There was an Indian head, the head of an Indian, the drawing of the head of a headdressed, long-haired Indian depicted, drawn by an unknown artist in 1939, broadcast until the late 1970s to American TVs everywhere after all the shows ran out. It’s called the Indian Head test pattern. If you left the TV on, you’d hear a tone at 440 hertz—the tone used to tune instruments—and you’d see that Indian, surrounded by circles that looked like sights through riflescopes. There was what looked like a bull’s-eye in the middle of the screen, with numbers like coordinates. The Indian’s head was just above the bull’s-eye, like all you’d need to do was nod up in agreement to set the sights on the target. This was just a test.

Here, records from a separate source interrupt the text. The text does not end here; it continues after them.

// Trigger - upload notification batches
//
// A batch is the storage service's event document:
//   {"Records": [{"s3": {"bucket": {"name": ...}, "object": {"key": ...}}}]}
// Keys arrive form-encoded ('+' for space, %XX escapes) and are decoded
// before use.

use serde::Deserialize;

use crate::error::DetectionError;

/// Location of one uploaded object
#[derive(Debug, Clone, PartialEq, Eq)]
pub struct ObjectRef {
    pub bucket: String,
    pub key: String,
}

impl ObjectRef {
    pub fn new(bucket: impl Into<String>, key: impl Into<String>) -> Self {
        Self {
            bucket: bucket.into(),
            key: key.into(),
        }
    }
}

#[derive(Deserialize)]
struct UploadEvent {
    #[serde(rename = "Records", default)]
    records: Vec<UploadRecord>,
}

#[derive(Deserialize)]
struct UploadRecord {
    s3: StorageEntity,
}

#[derive(Deserialize)]
struct StorageEntity {
    bucket: BucketEntity,
    object: ObjectEntity,
}

#[derive(Deserialize)]
struct BucketEntity {
    name: String,
}

#[derive(Deserialize)]
struct ObjectEntity {
    key: String,
}

/// Parse an upload event document into decoded object references, in delivery order
pub fn parse_upload_event(json: &str) -> Result<Vec<ObjectRef>, DetectionError> {
    let event: UploadEvent = serde_json::from_str(json).map_err(|e| DetectionError::InvalidEvent {
        reason: e.to_string(),
    })?;

    Ok(event
        .records
        .into_iter()
        .map(|record| ObjectRef {
            bucket: record.s3.bucket.name,
            key: unquote_plus(&record.s3.object.key),
        })
        .collect())
}

/// Decode a form-encoded string: '+' becomes a space, then %XX escapes are resolved
///
/// Escapes that do not form valid UTF-8 become U+FFFD.
pub fn unquote_plus(encoded: &str) -> String {
    let spaced = encoded.replace('+', " ");
    String::from_utf8_lossy(&urlencoding::decode_binary(spaced.as_bytes())).into_owned()
}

In 1621, colonists invited Massasoit, the chief of the Wampanoags, to a feast after a recent land deal. Massasoit came with ninety of his men. That meal is why we still eat a meal together in November. Celebrate it as a nation. But that one wasn’t a thanksgiving meal. It was a land-deal meal. Two years later there was another, similar meal meant to symbolize eternal friendship. Two hundred Indians dropped dead that night from an unknown poison. By the time Massasoit’s son Metacomet became chief, there were no Indian-Pilgrim meals being eaten together. Metacomet, also known as King Philip, was forced to sign a peace treaty to give up all Indian guns. Three of his men were hanged. His brother Wamsutta was, let’s say, very likely poisoned after being summoned and seized by the Plymouth court. All of which led to the first official Indian war. The first war with Indians. King Philip’s War. Three years later the war was over and Metacomet was on the run. He was caught by Benjamin Church, the captain of the very first American Rangers, and an Indian by the name of John Alderman. Metacomet was beheaded and dismembered. Quartered. They tied his four body sections to nearby trees for the birds to pluck. Alderman was given Metacomet’s hand, which he kept in a jar of rum and for years took around with him—charged people to see it. Metacomet’s head was sold to Plymouth Colony for thirty shillings—the going rate for an Indian head at the time. The head was put on a spike, carried through the streets of Plymouth, then displayed at Plymouth Fort for the next twenty-five years.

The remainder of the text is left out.